Bisphosphonates may protect from breast cancer, suggest two studies published in a recent issue of the Journal of Clinical Oncology.

In 2009, the bisphosphonate zoledronic acid was evaluated for its ability to prevent the development of bone metastases in women with breast cancer. The findings of this study indicated a decreased risk of contralateral breast cancer in women who were randomly allocated to receive bisphosphonates for the prevention of metastases. “Reduced risk of contralateral breast cancer suggests a primary prevention effect, similar to tamoxifen, which was first found to reduce the risk of contralateral breast cancer in treatment studies and later shown to be able to reduce the risk of breast cancer altogether,” comments lead author of one of the studies Gad Rennert (Clalit Health Services National Cancer Control Center, Haifa, Israel).

In a case–control study, Rennert et al. compared the exposure to bisphosphonates before disease diagnosis (or before study recruitment in the control group) between 1,832 postmenopausal women with cancer and 2,207 healthy women, matched by a variety of demographic factors.

Rennert and co-workers found that the use of bisphosphonates (in the years before either cancer diagnosis or study recruitment) was significantly more common in healthy women than in women with breast cancer. This finding suggested that the use of bisphosphonates is 'protective', with a protection magnitude of 28% after correcting for a variety of possible confounders. Another important finding was that the effect of bisphosphonates was detectable only after 1 year of use and did not grow with increasing number of treatment years.

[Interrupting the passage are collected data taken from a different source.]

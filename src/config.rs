/*
 *  config.rs
 *
 *  ProbeStrip - scrolling heat-strip display for neural probes
 *  (c) 2020-26 Stuart Hunter
 *
 *  Display geometry constants and layered YAML/CLI configuration
 *
 *  This program is free software: you can redistribute it and/or modify
 *  it under the terms of the GNU General Public License as published by
 *  the Free Software Foundation, either version 3 of the License, or
 *  (at your option) any later version.
 *
 *  This program is distributed in the hope that it will be useful,
 *  but WITHOUT ANY WARRANTY; without even the implied warranty of
 *  MERCHANTABILITY or FITNESS FOR A PARTICULAR PURPOSE.  See the
 *  GNU General Public License for more details.
 *
 *  See <http://www.gnu.org/licenses/> to get a copy of the GNU General
 *  Public License.
 *
 */

use clap::{ArgAction, Parser, ValueHint};
use dirs_next::home_dir;
use embedded_graphics::pixelcolor::Rgb888;
use serde::{Deserialize, Serialize};
use std::{fs, path::{Path, PathBuf}};

use crate::colorscheme::ColorScheme;
use crate::error::ViewerError;
use crate::options::OptionsState;
use crate::tile::RenderMode;

/// Immutable display geometry, constructed once and shared by reference.
///
/// Defaults match a full Neuropixels probe: 394 read sites at 2 px per
/// channel, a 1920 px logical scroll width in 64 px tiles.
#[derive(Debug, Clone, Copy)]
pub struct DisplayGeometry {
    /// Logical scroll width in pixel columns
    pub display_width: u32,
    /// Pixel columns per tile
    pub tile_width: u32,
    /// Vertical read-site slots on the probe
    pub max_read_sites: u32,
    /// Pixel rows per channel band
    pub channel_px_height: u32,
    /// Seconds of signal represented by one full display width
    pub window_seconds: f32,
    /// Fill color for freshly constructed planes
    pub background: Rgb888,
}

impl Default for DisplayGeometry {
    fn default() -> Self {
        Self {
            display_width: 1920,
            tile_width: 64,
            max_read_sites: 394,
            channel_px_height: 2,
            window_seconds: 1.0,
            background: Rgb888::new(0, 18, 43),
        }
    }
}

impl DisplayGeometry {
    /// Total pixel rows per tile plane.
    pub fn tile_height(&self) -> u32 {
        self.max_read_sites * self.channel_px_height
    }

    /// Number of tiles that covers *at least* the display width, plus one
    /// so the seam tile can slide off-canvas.
    pub fn num_tiles(&self) -> usize {
        (self.display_width as usize).div_ceil(self.tile_width as usize) + 1
    }

    /// Validate construction-time invariants. Geometric misconfiguration
    /// is rejected here rather than silently truncated at paint time.
    pub fn validated(self) -> Result<Self, ViewerError> {
        if self.display_width == 0
            || self.tile_width == 0
            || self.max_read_sites == 0
            || self.channel_px_height == 0
        {
            return Err(ViewerError::Geometry(
                "display dimensions must be nonzero".into(),
            ));
        }
        if !(self.window_seconds > 0.0) {
            return Err(ViewerError::Geometry(format!(
                "window_seconds must be positive (got {})",
                self.window_seconds
            )));
        }
        if self.tile_height() % self.max_read_sites != 0 {
            return Err(ViewerError::Geometry(format!(
                "tile height {} is not divisible by {} read sites",
                self.tile_height(),
                self.max_read_sites
            )));
        }
        Ok(self)
    }
}

/// Top-level app configuration, layered defaults -> YAML -> CLI.
#[derive(Debug, Clone, Serialize, Deserialize, Default)]
pub struct Config {
    /// e.g., "info" | "debug"
    pub log_level: Option<String>,
    /// acquisition sample rate fed to new channels
    pub sample_rate_hz: Option<u32>,
    pub render_mode: Option<RenderMode>,
    pub color_scheme: Option<ColorScheme>,
    pub display: Option<DisplaySection>,
    pub bounds: Option<BoundsSection>,
    pub sim: Option<SimSection>,
}

#[derive(Debug, Clone, Serialize, Deserialize, Default)]
pub struct DisplaySection {
    pub width: Option<u32>,
    pub tile_width: Option<u32>,
    pub read_sites: Option<u32>,
    pub channel_px_height: Option<u32>,
    pub window_seconds: Option<f32>,
    /// background fill as [r, g, b]
    pub background: Option<[u8; 3]>,
}

/// Per-mode normalization ranges: low bound plus spread (high - low).
#[derive(Debug, Clone, Serialize, Deserialize, Default)]
pub struct BoundsSection {
    pub rms_low: Option<f32>,
    pub rms_spread: Option<f32>,
    pub spike_low: Option<f32>,
    pub spike_spread: Option<f32>,
    pub fft_low: Option<f32>,
    pub fft_spread: Option<f32>,
}

/// Synthetic-feed simulator knobs (binary only).
#[derive(Debug, Clone, Serialize, Deserialize, Default)]
pub struct SimSection {
    pub channels: Option<u32>,
    pub ticks: Option<u64>,
    pub fps: Option<u32>,
}

/// CLI overrides. All fields are Options so we can layer them over YAML.
#[derive(Debug, Parser, Clone)]
#[command(name = "probestrip", about = "ProbeStrip heat-strip viewer", disable_help_flag = false)]
pub struct Cli {
    /// Path to a YAML config file (overrides search)
    #[arg(long, value_hint = ValueHint::FilePath)]
    pub config: Option<PathBuf>,
    #[arg(long)]
    pub log_level: Option<String>,
    #[arg(long)]
    pub sample_rate_hz: Option<u32>,
    #[arg(long)]
    pub display_width: Option<u32>,
    #[arg(long)]
    pub tile_width: Option<u32>,
    #[arg(long)]
    pub read_sites: Option<u32>,
    #[arg(long)]
    pub window_seconds: Option<f32>,
    #[arg(long)]
    pub channels: Option<u32>,
    #[arg(long)]
    pub ticks: Option<u64>,
    #[arg(long)]
    pub fps: Option<u32>,
    /// dump fully merged config (after overrides) and exit
    #[arg(long, action = ArgAction::SetTrue)]
    pub dump_config: bool,
}

/// Public entry point: parse CLI, read YAML, merge, validate.
pub fn load() -> Result<Config, ViewerError> {
    let cli = Cli::parse();
    load_with(cli)
}

/// Same as [`load`] but with a pre-parsed CLI, so tests can drive it.
pub fn load_with(cli: Cli) -> Result<Config, ViewerError> {
    // 1) defaults (from `Default` impl)
    let mut cfg = Config::default();

    // 2) YAML file (explicit path or search)
    if let Some(p) = cli.config.as_ref() {
        if p.exists() {
            let y = read_yaml(p)?;
            merge(&mut cfg, y);
        } else {
            return Err(ViewerError::Validation(format!(
                "Config file not found: {}",
                p.display()
            )));
        }
    } else if let Some(p) = find_config_file() {
        let y = read_yaml(&p)?;
        merge(&mut cfg, y);
    }

    // 3) CLI overrides (highest precedence)
    apply_cli_overrides(&mut cfg, &cli);

    // 4) Validate
    validate(&cfg)?;

    if cli.dump_config {
        // Pretty YAML of effective config (nice for debugging)
        let s = serde_yaml::to_string(&cfg)?;
        println!("{s}");
        std::process::exit(0);
    }

    Ok(cfg)
}

fn read_yaml(path: &Path) -> Result<Config, ViewerError> {
    let raw = fs::read_to_string(path)?;
    Ok(serde_yaml::from_str(&raw)?)
}

fn find_config_file() -> Option<PathBuf> {
    let mut candidates = vec![PathBuf::from("probestrip.yaml")];
    if let Some(home) = home_dir() {
        candidates.push(home.join(".config/probestrip/config.yaml"));
    }
    candidates.into_iter().find(|p| p.exists())
}

fn merge(base: &mut Config, overlay: Config) {
    if overlay.log_level.is_some() { base.log_level = overlay.log_level; }
    if overlay.sample_rate_hz.is_some() { base.sample_rate_hz = overlay.sample_rate_hz; }
    if overlay.render_mode.is_some() { base.render_mode = overlay.render_mode; }
    if overlay.color_scheme.is_some() { base.color_scheme = overlay.color_scheme; }
    if overlay.display.is_some() { base.display = overlay.display; }
    if overlay.bounds.is_some() { base.bounds = overlay.bounds; }
    if overlay.sim.is_some() { base.sim = overlay.sim; }
}

fn apply_cli_overrides(cfg: &mut Config, cli: &Cli) {
    if cli.log_level.is_some() { cfg.log_level = cli.log_level.clone(); }
    if cli.sample_rate_hz.is_some() { cfg.sample_rate_hz = cli.sample_rate_hz; }

    if cli.display_width.is_some()
        || cli.tile_width.is_some()
        || cli.read_sites.is_some()
        || cli.window_seconds.is_some()
    {
        let d = cfg.display.get_or_insert_with(DisplaySection::default);
        if cli.display_width.is_some() { d.width = cli.display_width; }
        if cli.tile_width.is_some() { d.tile_width = cli.tile_width; }
        if cli.read_sites.is_some() { d.read_sites = cli.read_sites; }
        if cli.window_seconds.is_some() { d.window_seconds = cli.window_seconds; }
    }

    if cli.channels.is_some() || cli.ticks.is_some() || cli.fps.is_some() {
        let s = cfg.sim.get_or_insert_with(SimSection::default);
        if cli.channels.is_some() { s.channels = cli.channels; }
        if cli.ticks.is_some() { s.ticks = cli.ticks; }
        if cli.fps.is_some() { s.fps = cli.fps; }
    }
}

fn validate(cfg: &Config) -> Result<(), ViewerError> {
    // geometry invariants are checked again when the canvas is built; catch
    // plainly bad values early so --dump-config shows the rejection
    cfg.geometry().map(|_| ())
}

impl Config {
    /// Effective validated geometry for this config.
    pub fn geometry(&self) -> Result<DisplayGeometry, ViewerError> {
        let mut geo = DisplayGeometry::default();
        if let Some(d) = &self.display {
            if let Some(v) = d.width { geo.display_width = v; }
            if let Some(v) = d.tile_width { geo.tile_width = v; }
            if let Some(v) = d.read_sites { geo.max_read_sites = v; }
            if let Some(v) = d.channel_px_height { geo.channel_px_height = v; }
            if let Some(v) = d.window_seconds { geo.window_seconds = v; }
            if let Some([r, g, b]) = d.background { geo.background = Rgb888::new(r, g, b); }
        }
        geo.validated()
    }

    /// Effective options state (bounds, mode, scheme) for this config.
    pub fn options_state(&self) -> OptionsState {
        let mut opts = OptionsState::default();
        if let Some(m) = self.render_mode { opts.set_render_mode(m); }
        if let Some(s) = self.color_scheme { opts.set_color_scheme(s); }
        if let Some(b) = &self.bounds {
            let mut apply = |mode: RenderMode, low: Option<f32>, spread: Option<f32>| {
                let mut cur = opts.bounds(mode);
                if let Some(v) = low { cur.low = v; }
                if let Some(v) = spread { cur.spread = v; }
                opts.set_bounds(mode, cur);
            };
            apply(RenderMode::Rms, b.rms_low, b.rms_spread);
            apply(RenderMode::SpikeRate, b.spike_low, b.spike_spread);
            apply(RenderMode::FftPower, b.fft_low, b.fft_spread);
        }
        opts
    }
}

Women with bone loss are already at a lower breast cancer risk than healthy women, because low BMD probably reflects lower cumulative estrogen exposure. Had the effect observed by Rennert et al. been the result of low estrogen exposure (leading to low BMD and thus osteoporosis), a protective effect would have been expected even in women with <1 year bisphosphonate therapy, as the effect would be associated with the indication for the drug and not its use.

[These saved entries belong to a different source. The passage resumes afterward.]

/*
 *  channel.rs
 *
 *  ProbeStrip - scrolling heat-strip display for neural probes
 *  (c) 2020-26 Stuart Hunter
 *
 *  Per-channel sample buffering and pixel-column painting
 *
 *  This program is free software: you can redistribute it and/or modify
 *  it under the terms of the GNU General Public License as published by
 *  the Free Software Foundation, either version 3 of the License, or
 *  (at your option) any later version.
 *
 *  This program is distributed in the hope that it will be useful,
 *  but WITHOUT ANY WARRANTY; without even the implied warranty of
 *  MERCHANTABILITY or FITNESS FOR A PARTICULAR PURPOSE.  See the
 *  GNU General Public License for more details.
 *
 *  See <http://www.gnu.org/licenses/> to get a copy of the GNU General
 *  Public License.
 *
 */

use log::warn;
use std::collections::VecDeque;

use crate::config::DisplayGeometry;
use crate::options::OptionsState;
use crate::tile::{RenderMode, RenderTile};

/// Pending queues are sized for one refresh burst; anything past this is a
/// producer outpacing the refresh cycle. We warn and drop the oldest so the
/// display stays current in bounded memory.
pub const PENDING_SAMPLE_CAP: usize = 1024;

/// Electrode classification for a probe channel.
#[derive(Debug, Clone, Copy, PartialEq, Eq)]
pub enum ChannelClass {
    Signal,
    Reference,
}

/// One probe channel's renderer state.
///
/// Buffers incoming scalar triples and, once per scroll tick, paints one
/// pixel column of all three mode planes into its read-site band of the
/// current front tile.
pub struct ProbeChannel {
    channel_id: u32,
    read_site: u32,
    class: ChannelClass,
    sample_rate: f32,
    samples_per_pixel: f32,
    rms: VecDeque<f32>,
    spike_rate: VecDeque<f32>,
    fft: VecDeque<f32>,
    overflow_events: u64,
}

impl ProbeChannel {
    pub fn new(
        channel_id: u32,
        read_site: u32,
        class: ChannelClass,
        sample_rate: f32,
        geometry: &DisplayGeometry,
    ) -> Self {
        // reference sites carry no signal, so no samples map to their pixels
        let samples_per_pixel = match class {
            ChannelClass::Reference => 0.0,
            ChannelClass::Signal => {
                sample_rate * geometry.window_seconds / geometry.display_width as f32
            }
        };
        Self {
            channel_id,
            read_site,
            class,
            sample_rate,
            samples_per_pixel,
            rms: VecDeque::new(),
            spike_rate: VecDeque::new(),
            fft: VecDeque::new(),
            overflow_events: 0,
        }
    }

    pub fn channel_id(&self) -> u32 {
        self.channel_id
    }

    pub fn read_site(&self) -> u32 {
        self.read_site
    }

    pub fn class(&self) -> ChannelClass {
        self.class
    }

    pub fn set_class(&mut self, class: ChannelClass) {
        self.class = class;
    }

    pub fn sample_rate(&self) -> f32 {
        self.sample_rate
    }

    /// Raw samples represented by one pixel column; 0 for reference sites.
    pub fn samples_per_pixel(&self) -> f32 {
        self.samples_per_pixel
    }

    /// Pending triples not yet painted.
    pub fn pending_len(&self) -> usize {
        self.rms.len().max(self.spike_rate.len()).max(self.fft.len())
    }

    /// Queue-cap drops observed so far (defect signal, see [`PENDING_SAMPLE_CAP`]).
    pub fn overflow_events(&self) -> u64 {
        self.overflow_events
    }

    /// Append one scalar triple to the pending queues. Never blocks.
    pub fn push_samples(&mut self, rms: f32, spike_rate: f32, fft: f32) {
        if self.rms.len() >= PENDING_SAMPLE_CAP {
            self.overflow_events += 1;
            // first overflow and every 256th after, so a runaway producer
            // doesn't flood the log
            if self.overflow_events == 1 || self.overflow_events % 256 == 0 {
                warn!(
                    "channel {}: pending sample queue exceeded {} ({} drops); producer is outpacing refresh",
                    self.channel_id, PENDING_SAMPLE_CAP, self.overflow_events
                );
            }
            self.rms.pop_front();
            self.spike_rate.pop_front();
            self.fft.pop_front();
        }

        self.rms.push_back(rms);
        self.spike_rate.push_back(spike_rate);
        self.fft.push_back(fft);
    }

    /// Pop the oldest pending triple and paint one pixel column per mode.
    ///
    /// Each mode normalizes its scalar against that mode's bounds, maps it
    /// through the active color scheme and writes a full-height stripe into
    /// this channel's band of `tile` at column `x`. When `last_in_batch`,
    /// all three queues are cleared afterwards; they only exist to span one
    /// display-refresh burst.
    pub fn paint_pending_column(
        &mut self,
        tile: &mut RenderTile,
        x: u32,
        options: &OptionsState,
        last_in_batch: bool,
    ) {
        let scheme = options.color_scheme();
        let site = self.read_site as usize;

        for mode in RenderMode::ALL {
            let queue = match mode {
                RenderMode::Rms => &mut self.rms,
                RenderMode::SpikeRate => &mut self.spike_rate,
                RenderMode::FftPower => &mut self.fft,
            };
            if let Some(value) = queue.pop_front() {
                let normalized = options.bounds(mode).normalized(value);
                let color = scheme.color_for(normalized);
                tile.paint_band_column(site, mode, x, color);
            }
        }

        if last_in_batch {
            self.rms.clear();
            self.spike_rate.clear();
            self.fft.clear();
        }
    }
}

#[cfg(test)]
mod tests {
    use super::*;
    use crate::colorscheme::ColorScheme;
    use embedded_graphics::pixelcolor::Rgb888;

    fn geometry() -> DisplayGeometry {
        DisplayGeometry {
            display_width: 128,
            tile_width: 64,
            max_read_sites: 4,
            channel_px_height: 2,
            window_seconds: 1.0,
            ..Default::default()
        }
    }

    fn tile(geo: &DisplayGeometry) -> RenderTile {
        RenderTile::new(0, geo.tile_width, geo.tile_height(), geo.max_read_sites, geo.background)
            .unwrap()
    }

    #[test]
    fn test_reference_channel_has_zero_samples_per_pixel() {
        let geo = geometry();
        let ch = ProbeChannel::new(7, 1, ChannelClass::Reference, 30_000.0, &geo);
        assert_eq!(ch.samples_per_pixel(), 0.0);

        let signal = ProbeChannel::new(8, 2, ChannelClass::Signal, 30_000.0, &geo);
        assert_eq!(signal.samples_per_pixel(), 30_000.0 * 1.0 / 128.0);
    }

    #[test]
    fn test_queue_cap_drops_oldest() {
        let geo = geometry();
        let mut ch = ProbeChannel::new(0, 0, ChannelClass::Signal, 30_000.0, &geo);
        for i in 0..(PENDING_SAMPLE_CAP + 10) {
            ch.push_samples(i as f32, 0.0, 0.0);
        }
        assert_eq!(ch.pending_len(), PENDING_SAMPLE_CAP);
        assert_eq!(ch.overflow_events(), 10);

        // the oldest 10 were dropped, so the head is sample #10
        let mut tile = tile(&geo);
        let opts = OptionsState::default();
        ch.paint_pending_column(&mut tile, 0, &opts, false);
        assert_eq!(ch.pending_len(), PENDING_SAMPLE_CAP - 1);
    }

    #[test]
    fn test_paint_drains_one_triple_and_clears_on_last() {
        let geo = geometry();
        let mut ch = ProbeChannel::new(0, 0, ChannelClass::Signal, 30_000.0, &geo);
        let mut t = tile(&geo);
        let opts = OptionsState::default();

        for _ in 0..3 {
            ch.push_samples(1.0, 2.0, 3.0);
        }
        ch.paint_pending_column(&mut t, 63, &opts, false);
        assert_eq!(ch.pending_len(), 2);
        ch.paint_pending_column(&mut t, 62, &opts, false);
        assert_eq!(ch.pending_len(), 1);
        ch.paint_pending_column(&mut t, 61, &opts, true);
        assert_eq!(ch.pending_len(), 0);
    }

    #[test]
    fn test_paint_writes_scheme_color_into_band() {
        let geo = geometry();
        let mut ch = ProbeChannel::new(0, 0, ChannelClass::Signal, 30_000.0, &geo);
        let mut t = tile(&geo);
        let mut opts = OptionsState::default();
        opts.set_bounds(RenderMode::Rms, crate::options::Bounds::new(0.0, 10.0));

        ch.push_samples(5.0, 0.0, 0.0);
        ch.paint_pending_column(&mut t, 63, &opts, true);

        let expected = ColorScheme::Inferno.color_for(0.5);
        let band = t.band(0);
        for y in band.y..band.y + band.height {
            assert_eq!(t.plane(RenderMode::Rms).get(63, y), Some(expected));
        }
        // column next door untouched
        assert_eq!(t.plane(RenderMode::Rms).get(62, band.y), Some(Rgb888::new(0, 18, 43)));
    }
}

Rennert's findings are corroborated by a US study led by Rowan T. Chlebowski from the David Geffen School of Medicine at the University of California in LosAngeles. Chlebowski et al. examined the association between oral bisphosphonate use and invasive breast cancer in postmenopausal women enrolled in the Women's Health Initiative.

...separate analyses report nearly identical 30% lower incidence of invasive breast cancer...

To account for lower cumulative estrogen exposure in bisphosphonate users, Chlebowski and co-workers adjusted for potential differences in BMD between those using bisphosphonates and nonusers. After this adjustment, Chlebowski and colleagues discovered that women who were bisphosphonate users had 32% fewer invasive breast cancers than nonusers. A trend for fewer hormone-receptor-positive cancers was seen as well, potentially indicating an additional benefit of bisphosphonate use besides its effects on bone. If confirmed, this finding may help identify an approach to prevent hormone-receptor-negative breast cancers (given that tamoxifen, which is currently approved in the USA for breast cancer risk reduction, only influences hormone-receptor-positive cancers).

“Of course these observational studies can only demonstrate associations and not establish causality. Nonetheless, these separate analyses report nearly identical 30% lower incidence of invasive breast cancer in bisphosphonate users compared with nonusers,” comments Chlebowski. Both Rennert and Chlebowski agree on the need for a prospective randomized trial to confirm their findings before bisphosphonates can be used solely to reduce breast cancer risk. “An effort to collect supporting evidence from animal studies and biomarker studies is currently under way,” concludes Rennert.